Saranac Lake police officer Travis MacDonald gives a presentation with Vigo the dog in April 2019 at the Saranac Lake Free Library. The plan was for MacDonald and Vigo to be the Saranac Lake Police Department’s first K-9 unit in 20 years, but that never came to fruition. (Enterprise photo — Jesse Adcock)

SARANAC LAKE — Village police officer Travis MacDonald was found not guilty by a jury in Franklin County Court on charges that he had given the Saranac Lake Police Department false information about his disciplinary history when he applied for the job.

MacDonald was acquitted on June 6 on both counts of offering a false instrument for filing — first-degree, a class E felony, and second-degree, a misdemeanor.

Franklin County Chief Assistant District Attorney David Hayes prosecuted the case, and Edward Narrow of Canton was MacDonald’s defense lawyer. Neither was available for comment Tuesday.

After MacDonald’s indictment last year, village Manager John Sweeney said the patrolman’s future employment in the department was being discussed. According to Narrow’s press release, MacDonald is still employed as an officer with the SLPD.

SLPD interim Chief Leigh Wenske deferred to Sweeney for verification of that.

“I’m not going to comment on this one because it’s a personnel issue,” Sweeney said. “I’ll let it go at that.”

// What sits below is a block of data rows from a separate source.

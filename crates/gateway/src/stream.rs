//! Collects a provider stream into one response, echoing tokens as they arrive.

use sleuth_core::error::ProviderError;
use sleuth_core::provider::{StreamChunk, Usage};
use sleuth_core::tool::ToolCallRequest;
use sleuth_core::CancelFlag;
use std::sync::Arc;
use tokio::sync::mpsc;

/// Live echo of completion text.
pub type TokenCallback = Arc<dyn Fn(&str) + Send + Sync>;

/// Everything a stream delivered before it finished.
#[derive(Debug, Default)]
pub struct Collected {
    pub text: String,
    pub tool_calls: Vec<ToolCallRequest>,
    pub usage: Option<Usage>,
}

#[derive(Debug)]
pub enum StreamOutcome {
    Completed(Collected),
    Cancelled,
    Failed(ProviderError),
}

/// Drain `rx` until the final chunk or channel close.
///
/// Every token is emitted under the cancel guard, so once the flag is set
/// nothing more reaches `on_token`.
pub async fn collect(
    mut rx: mpsc::Receiver<Result<StreamChunk, ProviderError>>,
    cancel: &CancelFlag,
    on_token: Option<&TokenCallback>,
) -> StreamOutcome {
    let mut collected = Collected::default();
    loop {
        let next = tokio::select! {
            biased;
            _ = cancel.cancelled() => return StreamOutcome::Cancelled,
            next = rx.recv() => next,
        };
        let chunk = match next {
            Some(Ok(chunk)) => chunk,
            Some(Err(e)) => return StreamOutcome::Failed(e),
            None => break,
        };

        if let Some(delta) = chunk.content.as_deref().filter(|d| !d.is_empty()) {
            let emitted = cancel.guard(|| {
                if let Some(callback) = on_token {
                    callback(delta);
                }
            });
            if emitted.is_none() {
                return StreamOutcome::Cancelled;
            }
            collected.text.push_str(delta);
        }
        collected.tool_calls.extend(chunk.tool_calls);
        if chunk.usage.is_some() {
            collected.usage = chunk.usage;
        }
        if chunk.done {
            break;
        }
    }

    // A completion observed after cancel is discarded
    match cancel.guard(|| collected) {
        Some(collected) => StreamOutcome::Completed(collected),
        None => StreamOutcome::Cancelled,
    }
}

Wenske said he’s been instructed to say he has no comment on the verdict.

The 12-person jury was composed of seven women and five men. After hearing from three prosecution witnesses and three defense witnesses they deliberated for three days and came out with a not guilty verdict.

In October 2020 Franklin County District Attorney Craig Carriero said the allegation was that MacDonald had been untruthful about his disciplinary history at the Massena Police Department when he applied to the SLPD in June 2017.

Carriero said the indictment happened because of the state’s repeal of 50-a, a section of civil law which shielded police officers’ personnel records from public view. It was rolled back in June 2020 amid nationwide protests over the death of George Floyd and other Black people at the hands of police officers.

With the repeal, Carriero said his office filed a Freedom of Information Law request to obtain MacDonald’s disciplinary records from the Massena Police Department, which he alleged held omissions of disciplinary issues.

MacDonald also previously worked for the Franklin County Sheriff’s Department.

MacDonald’s indictment in October 2020 only became public knowledge through a fluke in timing and the coronavirus. He had been been advised by his former attorney Peter Dumas that if he turned himself in at the State Police barracks, the Franklin County Court could arraign him by videoconference, but upon his arrival there, he learned that because his indictment had been sealed, his arraignment had to be done in person. He ended up spending a night in jail.